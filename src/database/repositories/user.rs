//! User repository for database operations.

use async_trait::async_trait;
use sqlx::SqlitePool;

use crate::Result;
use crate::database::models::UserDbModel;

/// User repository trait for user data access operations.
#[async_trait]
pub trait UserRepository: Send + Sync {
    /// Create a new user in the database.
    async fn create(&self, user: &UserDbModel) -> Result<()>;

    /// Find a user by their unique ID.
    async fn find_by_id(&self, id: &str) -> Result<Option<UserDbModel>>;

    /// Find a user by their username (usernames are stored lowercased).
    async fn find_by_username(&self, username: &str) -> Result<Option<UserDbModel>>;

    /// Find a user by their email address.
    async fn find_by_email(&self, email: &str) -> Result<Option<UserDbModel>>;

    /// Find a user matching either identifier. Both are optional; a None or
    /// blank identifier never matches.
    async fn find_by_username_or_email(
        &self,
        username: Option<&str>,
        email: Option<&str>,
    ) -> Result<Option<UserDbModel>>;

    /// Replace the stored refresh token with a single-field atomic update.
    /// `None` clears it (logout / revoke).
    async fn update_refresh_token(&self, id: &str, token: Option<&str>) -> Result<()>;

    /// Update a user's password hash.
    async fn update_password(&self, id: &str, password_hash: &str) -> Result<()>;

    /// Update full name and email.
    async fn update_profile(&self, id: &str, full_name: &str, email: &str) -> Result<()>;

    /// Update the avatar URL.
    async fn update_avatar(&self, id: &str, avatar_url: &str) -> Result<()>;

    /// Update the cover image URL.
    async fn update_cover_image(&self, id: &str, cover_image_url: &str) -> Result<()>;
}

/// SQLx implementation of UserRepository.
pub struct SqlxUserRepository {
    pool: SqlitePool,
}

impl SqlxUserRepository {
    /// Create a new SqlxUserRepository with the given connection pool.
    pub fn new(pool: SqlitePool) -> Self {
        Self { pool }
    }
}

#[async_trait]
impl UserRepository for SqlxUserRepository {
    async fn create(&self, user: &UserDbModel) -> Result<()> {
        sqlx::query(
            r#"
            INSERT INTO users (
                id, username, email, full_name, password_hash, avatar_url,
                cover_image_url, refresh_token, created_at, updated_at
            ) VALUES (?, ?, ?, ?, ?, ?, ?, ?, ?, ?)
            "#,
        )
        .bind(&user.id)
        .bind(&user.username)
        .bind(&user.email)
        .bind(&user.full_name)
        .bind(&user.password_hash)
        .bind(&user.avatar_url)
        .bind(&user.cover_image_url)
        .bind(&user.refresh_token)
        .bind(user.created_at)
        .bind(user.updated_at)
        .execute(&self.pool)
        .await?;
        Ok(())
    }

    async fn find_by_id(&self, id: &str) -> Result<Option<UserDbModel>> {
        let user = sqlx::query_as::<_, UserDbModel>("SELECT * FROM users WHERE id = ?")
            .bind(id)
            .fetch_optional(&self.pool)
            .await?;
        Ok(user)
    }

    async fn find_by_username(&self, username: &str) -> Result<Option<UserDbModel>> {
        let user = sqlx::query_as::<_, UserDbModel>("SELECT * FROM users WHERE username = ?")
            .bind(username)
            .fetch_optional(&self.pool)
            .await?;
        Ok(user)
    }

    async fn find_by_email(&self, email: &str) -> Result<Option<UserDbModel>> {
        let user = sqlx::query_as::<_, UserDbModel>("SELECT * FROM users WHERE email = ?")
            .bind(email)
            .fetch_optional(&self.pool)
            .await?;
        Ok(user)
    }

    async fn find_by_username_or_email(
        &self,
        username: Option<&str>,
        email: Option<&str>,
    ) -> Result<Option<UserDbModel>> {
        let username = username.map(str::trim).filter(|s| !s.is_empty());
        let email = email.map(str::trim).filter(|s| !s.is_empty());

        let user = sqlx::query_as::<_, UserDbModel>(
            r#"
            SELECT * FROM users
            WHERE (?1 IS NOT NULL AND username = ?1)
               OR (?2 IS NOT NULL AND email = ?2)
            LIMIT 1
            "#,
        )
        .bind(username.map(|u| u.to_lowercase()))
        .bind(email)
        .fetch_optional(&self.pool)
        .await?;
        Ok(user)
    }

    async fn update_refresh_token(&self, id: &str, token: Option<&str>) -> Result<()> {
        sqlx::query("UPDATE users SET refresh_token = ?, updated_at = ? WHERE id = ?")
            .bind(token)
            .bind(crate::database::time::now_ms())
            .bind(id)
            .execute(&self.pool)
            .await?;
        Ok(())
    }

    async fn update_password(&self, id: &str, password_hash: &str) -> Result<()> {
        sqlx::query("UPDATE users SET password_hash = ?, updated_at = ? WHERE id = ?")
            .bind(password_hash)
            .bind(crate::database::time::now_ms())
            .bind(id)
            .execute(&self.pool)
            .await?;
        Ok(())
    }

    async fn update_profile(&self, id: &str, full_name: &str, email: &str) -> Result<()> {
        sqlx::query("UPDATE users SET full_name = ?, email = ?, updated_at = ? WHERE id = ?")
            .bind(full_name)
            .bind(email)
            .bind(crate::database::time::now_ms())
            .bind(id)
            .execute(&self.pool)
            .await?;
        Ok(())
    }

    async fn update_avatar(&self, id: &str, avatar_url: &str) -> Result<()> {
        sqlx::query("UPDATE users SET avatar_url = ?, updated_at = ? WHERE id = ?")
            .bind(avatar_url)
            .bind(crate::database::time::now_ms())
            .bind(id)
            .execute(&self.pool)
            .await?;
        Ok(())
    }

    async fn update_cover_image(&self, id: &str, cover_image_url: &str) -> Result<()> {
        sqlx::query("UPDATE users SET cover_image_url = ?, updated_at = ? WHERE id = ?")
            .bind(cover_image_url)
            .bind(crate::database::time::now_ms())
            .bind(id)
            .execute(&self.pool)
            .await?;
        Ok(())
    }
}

● EXERCISE GOAL
Retype every line up to and including the one that contains "in the database.", beginning at the first line of the records, with no edits.

● FINAL ANSWER
filename src/database/repositories/user.rs
//! User repository for database operations.

use async_trait::async_trait;
use sqlx::SqlitePool;

use crate::Result;
use crate::database::models::UserDbModel;

/// User repository trait for user data access operations.
#[async_trait]
pub trait UserRepository: Send + Sync {
    /// Create a new user in the database.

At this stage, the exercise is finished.